Exercise instructions |
Among the lines of the data, copy those that hold "Serialize".

Records to process |
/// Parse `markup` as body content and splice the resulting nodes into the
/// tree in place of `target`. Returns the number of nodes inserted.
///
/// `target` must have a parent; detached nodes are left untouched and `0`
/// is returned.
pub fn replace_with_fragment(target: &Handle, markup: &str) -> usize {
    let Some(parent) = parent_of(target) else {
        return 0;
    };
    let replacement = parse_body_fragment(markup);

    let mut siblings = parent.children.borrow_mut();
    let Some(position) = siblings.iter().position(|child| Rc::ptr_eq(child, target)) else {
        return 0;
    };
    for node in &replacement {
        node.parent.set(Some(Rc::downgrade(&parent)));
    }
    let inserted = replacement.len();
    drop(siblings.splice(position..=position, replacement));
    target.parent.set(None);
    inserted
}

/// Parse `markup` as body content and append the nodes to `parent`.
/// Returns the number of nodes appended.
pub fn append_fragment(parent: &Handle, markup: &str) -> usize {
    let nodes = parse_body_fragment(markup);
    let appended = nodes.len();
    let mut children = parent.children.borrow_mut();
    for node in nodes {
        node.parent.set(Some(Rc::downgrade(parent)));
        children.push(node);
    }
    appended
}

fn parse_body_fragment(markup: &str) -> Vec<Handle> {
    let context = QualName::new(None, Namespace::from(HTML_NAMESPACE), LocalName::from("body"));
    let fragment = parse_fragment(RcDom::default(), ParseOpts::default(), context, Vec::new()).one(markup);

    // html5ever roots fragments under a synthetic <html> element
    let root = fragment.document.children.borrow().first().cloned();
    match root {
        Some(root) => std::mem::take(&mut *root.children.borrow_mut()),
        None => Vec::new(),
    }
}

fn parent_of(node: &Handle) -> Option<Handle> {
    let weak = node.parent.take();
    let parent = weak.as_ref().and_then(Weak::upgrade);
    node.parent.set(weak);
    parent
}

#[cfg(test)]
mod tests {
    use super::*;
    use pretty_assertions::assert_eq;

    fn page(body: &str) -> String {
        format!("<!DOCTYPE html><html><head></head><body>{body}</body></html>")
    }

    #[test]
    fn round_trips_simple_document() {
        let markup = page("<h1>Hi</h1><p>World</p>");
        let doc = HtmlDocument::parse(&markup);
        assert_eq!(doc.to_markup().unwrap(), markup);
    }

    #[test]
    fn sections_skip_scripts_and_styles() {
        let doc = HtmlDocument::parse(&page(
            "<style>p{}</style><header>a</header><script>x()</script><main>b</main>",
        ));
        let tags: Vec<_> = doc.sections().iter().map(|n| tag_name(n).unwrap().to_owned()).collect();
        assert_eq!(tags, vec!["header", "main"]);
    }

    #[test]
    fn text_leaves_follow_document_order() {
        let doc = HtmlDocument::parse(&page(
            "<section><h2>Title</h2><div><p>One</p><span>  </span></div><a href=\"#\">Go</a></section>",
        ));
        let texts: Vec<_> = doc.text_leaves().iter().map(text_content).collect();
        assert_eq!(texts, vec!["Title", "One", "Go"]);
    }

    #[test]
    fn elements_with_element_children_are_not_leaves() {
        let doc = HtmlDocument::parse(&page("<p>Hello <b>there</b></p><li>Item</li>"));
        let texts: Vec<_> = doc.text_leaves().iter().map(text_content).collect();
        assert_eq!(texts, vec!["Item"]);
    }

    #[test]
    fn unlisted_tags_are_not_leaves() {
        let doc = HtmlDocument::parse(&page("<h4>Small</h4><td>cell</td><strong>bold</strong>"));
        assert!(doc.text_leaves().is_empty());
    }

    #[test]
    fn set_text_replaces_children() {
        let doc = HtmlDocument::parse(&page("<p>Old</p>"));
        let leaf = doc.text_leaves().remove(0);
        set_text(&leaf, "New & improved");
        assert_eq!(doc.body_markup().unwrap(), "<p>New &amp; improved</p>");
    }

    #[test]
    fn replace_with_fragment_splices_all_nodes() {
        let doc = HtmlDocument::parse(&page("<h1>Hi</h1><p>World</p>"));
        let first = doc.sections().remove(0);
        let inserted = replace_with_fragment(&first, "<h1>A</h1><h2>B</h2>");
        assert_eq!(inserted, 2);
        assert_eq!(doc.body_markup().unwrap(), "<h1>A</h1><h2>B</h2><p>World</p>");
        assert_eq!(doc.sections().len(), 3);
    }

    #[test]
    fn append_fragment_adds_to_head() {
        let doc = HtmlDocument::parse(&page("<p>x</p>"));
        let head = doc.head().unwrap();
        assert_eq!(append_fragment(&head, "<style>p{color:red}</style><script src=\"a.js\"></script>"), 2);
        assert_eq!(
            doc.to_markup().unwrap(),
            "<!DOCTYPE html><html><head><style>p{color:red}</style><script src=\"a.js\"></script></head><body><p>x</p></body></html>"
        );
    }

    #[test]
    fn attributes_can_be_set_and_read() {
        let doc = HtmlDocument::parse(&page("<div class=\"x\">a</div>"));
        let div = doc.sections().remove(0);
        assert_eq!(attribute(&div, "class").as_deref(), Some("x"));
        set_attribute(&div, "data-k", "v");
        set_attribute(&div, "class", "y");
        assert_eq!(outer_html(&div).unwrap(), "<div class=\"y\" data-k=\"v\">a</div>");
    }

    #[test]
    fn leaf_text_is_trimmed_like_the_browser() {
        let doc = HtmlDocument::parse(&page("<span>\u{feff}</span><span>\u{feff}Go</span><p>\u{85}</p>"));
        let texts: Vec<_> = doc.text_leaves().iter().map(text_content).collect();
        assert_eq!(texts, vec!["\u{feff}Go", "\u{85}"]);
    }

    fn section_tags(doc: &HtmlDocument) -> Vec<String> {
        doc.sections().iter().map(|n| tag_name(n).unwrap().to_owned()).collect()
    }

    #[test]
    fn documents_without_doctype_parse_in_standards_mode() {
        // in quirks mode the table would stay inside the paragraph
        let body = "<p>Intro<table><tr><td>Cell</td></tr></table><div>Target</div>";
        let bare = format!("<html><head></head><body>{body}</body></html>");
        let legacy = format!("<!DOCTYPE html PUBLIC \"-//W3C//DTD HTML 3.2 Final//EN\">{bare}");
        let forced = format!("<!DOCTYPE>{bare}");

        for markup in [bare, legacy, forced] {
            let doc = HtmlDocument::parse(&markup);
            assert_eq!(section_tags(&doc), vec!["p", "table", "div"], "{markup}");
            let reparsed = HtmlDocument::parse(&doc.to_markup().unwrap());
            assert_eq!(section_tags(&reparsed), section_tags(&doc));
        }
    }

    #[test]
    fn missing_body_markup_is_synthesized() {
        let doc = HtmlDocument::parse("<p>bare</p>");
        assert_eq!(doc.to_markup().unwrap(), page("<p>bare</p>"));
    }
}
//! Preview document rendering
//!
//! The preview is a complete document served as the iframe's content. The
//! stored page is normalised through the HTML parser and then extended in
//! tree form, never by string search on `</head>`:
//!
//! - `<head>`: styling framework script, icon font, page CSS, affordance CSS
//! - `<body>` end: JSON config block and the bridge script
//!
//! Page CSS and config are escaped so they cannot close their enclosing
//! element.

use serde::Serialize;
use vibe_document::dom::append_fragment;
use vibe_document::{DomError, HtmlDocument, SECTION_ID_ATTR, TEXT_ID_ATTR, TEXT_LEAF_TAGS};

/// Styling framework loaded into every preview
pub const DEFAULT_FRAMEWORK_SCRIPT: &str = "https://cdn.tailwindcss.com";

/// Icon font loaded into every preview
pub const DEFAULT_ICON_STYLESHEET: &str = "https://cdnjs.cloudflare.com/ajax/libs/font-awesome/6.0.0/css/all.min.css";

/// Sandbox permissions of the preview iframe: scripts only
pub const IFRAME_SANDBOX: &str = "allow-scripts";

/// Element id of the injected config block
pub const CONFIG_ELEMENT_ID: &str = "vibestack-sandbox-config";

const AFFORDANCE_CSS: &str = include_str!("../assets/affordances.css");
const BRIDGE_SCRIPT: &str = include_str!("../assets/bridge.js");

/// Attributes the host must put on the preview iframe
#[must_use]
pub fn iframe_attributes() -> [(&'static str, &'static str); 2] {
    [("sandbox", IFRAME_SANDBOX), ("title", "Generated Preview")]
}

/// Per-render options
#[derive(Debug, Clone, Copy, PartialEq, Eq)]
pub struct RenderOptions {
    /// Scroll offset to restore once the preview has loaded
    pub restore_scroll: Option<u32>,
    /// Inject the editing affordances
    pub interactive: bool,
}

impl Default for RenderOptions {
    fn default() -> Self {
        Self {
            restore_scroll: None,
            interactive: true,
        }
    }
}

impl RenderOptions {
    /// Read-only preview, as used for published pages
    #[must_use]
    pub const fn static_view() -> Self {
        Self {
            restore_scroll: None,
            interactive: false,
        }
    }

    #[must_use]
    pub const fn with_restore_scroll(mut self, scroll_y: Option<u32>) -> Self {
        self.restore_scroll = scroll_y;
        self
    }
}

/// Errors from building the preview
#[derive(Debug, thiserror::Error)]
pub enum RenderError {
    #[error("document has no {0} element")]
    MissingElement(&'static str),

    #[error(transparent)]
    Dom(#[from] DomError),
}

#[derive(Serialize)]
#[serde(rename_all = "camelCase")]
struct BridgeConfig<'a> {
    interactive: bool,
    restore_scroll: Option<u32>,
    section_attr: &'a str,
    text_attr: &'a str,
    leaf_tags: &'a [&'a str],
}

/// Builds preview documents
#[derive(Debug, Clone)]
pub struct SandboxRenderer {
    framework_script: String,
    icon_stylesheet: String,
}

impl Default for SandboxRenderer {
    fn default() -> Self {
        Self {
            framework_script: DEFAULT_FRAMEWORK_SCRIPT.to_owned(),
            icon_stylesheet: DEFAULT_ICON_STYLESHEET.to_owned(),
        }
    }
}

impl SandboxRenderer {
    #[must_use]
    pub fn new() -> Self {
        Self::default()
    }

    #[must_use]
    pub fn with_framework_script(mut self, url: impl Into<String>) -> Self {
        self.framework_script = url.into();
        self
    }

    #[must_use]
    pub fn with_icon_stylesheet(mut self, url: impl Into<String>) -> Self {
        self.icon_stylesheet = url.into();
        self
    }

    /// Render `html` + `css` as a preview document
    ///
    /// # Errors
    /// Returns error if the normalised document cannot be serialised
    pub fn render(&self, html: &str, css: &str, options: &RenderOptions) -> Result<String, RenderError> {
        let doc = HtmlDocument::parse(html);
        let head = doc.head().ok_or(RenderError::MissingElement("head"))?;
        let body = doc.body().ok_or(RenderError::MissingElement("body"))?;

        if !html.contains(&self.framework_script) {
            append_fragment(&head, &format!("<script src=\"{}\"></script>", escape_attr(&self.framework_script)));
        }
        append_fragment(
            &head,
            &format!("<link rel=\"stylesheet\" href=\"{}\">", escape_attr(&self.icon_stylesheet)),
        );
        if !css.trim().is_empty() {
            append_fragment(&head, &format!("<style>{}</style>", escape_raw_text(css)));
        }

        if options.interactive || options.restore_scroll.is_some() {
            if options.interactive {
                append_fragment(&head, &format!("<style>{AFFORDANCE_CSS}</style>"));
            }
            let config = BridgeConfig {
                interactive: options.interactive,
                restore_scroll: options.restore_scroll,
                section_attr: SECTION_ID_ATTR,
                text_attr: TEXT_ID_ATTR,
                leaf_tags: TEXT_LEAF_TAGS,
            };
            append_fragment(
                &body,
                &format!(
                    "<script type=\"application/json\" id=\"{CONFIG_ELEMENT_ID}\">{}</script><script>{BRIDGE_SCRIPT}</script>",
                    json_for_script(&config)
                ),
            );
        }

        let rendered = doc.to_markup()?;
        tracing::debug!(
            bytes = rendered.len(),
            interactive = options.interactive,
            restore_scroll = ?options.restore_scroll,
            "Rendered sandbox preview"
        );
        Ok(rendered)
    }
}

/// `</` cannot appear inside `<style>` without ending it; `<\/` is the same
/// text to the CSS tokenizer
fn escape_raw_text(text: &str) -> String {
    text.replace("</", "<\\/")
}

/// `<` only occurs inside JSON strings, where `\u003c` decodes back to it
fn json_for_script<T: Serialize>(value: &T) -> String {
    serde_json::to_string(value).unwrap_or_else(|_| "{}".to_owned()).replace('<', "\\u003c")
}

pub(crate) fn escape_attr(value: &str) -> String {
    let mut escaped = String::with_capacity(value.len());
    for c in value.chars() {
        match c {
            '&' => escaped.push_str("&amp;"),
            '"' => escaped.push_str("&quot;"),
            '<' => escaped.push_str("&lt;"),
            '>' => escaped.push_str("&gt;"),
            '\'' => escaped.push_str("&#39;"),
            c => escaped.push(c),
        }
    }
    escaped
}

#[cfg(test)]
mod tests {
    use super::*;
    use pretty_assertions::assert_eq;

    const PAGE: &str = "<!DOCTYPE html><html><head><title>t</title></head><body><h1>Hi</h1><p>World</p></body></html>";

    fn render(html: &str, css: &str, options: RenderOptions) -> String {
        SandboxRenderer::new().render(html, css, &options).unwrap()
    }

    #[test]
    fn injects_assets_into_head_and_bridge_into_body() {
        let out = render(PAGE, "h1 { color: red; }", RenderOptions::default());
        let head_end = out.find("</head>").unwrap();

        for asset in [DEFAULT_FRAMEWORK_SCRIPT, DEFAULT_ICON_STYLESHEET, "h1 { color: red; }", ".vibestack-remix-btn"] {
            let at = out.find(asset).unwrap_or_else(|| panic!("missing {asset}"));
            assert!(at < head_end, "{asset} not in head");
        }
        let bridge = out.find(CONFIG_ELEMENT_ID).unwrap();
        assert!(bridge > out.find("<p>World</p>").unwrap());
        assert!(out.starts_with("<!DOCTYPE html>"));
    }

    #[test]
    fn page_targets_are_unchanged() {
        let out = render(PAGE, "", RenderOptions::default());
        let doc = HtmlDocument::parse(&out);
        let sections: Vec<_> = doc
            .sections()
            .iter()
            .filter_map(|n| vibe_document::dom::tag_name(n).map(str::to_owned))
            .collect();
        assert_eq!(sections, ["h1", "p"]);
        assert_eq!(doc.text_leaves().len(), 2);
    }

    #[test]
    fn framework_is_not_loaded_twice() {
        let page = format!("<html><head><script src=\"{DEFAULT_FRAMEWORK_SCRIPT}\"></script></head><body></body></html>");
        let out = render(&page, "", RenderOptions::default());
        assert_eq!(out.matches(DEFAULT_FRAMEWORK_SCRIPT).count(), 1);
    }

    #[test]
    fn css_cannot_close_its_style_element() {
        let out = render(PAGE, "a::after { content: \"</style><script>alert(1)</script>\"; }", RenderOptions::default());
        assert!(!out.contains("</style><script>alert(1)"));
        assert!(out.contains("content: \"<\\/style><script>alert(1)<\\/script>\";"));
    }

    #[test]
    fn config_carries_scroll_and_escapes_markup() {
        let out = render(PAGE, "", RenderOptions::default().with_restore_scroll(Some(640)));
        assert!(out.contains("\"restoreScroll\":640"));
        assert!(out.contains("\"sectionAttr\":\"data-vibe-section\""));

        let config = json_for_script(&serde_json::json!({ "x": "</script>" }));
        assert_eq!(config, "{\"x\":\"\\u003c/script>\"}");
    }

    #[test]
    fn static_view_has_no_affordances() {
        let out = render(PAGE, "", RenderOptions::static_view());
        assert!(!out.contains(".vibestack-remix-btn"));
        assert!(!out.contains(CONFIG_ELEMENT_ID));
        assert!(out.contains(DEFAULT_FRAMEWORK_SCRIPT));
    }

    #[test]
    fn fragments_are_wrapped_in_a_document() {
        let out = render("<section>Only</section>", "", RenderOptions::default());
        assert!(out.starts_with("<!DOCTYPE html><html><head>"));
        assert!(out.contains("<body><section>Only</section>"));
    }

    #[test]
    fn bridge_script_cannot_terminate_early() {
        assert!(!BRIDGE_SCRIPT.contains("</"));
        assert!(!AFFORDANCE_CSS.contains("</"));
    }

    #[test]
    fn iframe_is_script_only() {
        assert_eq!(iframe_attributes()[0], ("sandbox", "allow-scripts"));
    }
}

Solved problem |
use serde::Serialize;
#[derive(Serialize)]
fn json_for_script<T: Serialize>(value: &T) -> String {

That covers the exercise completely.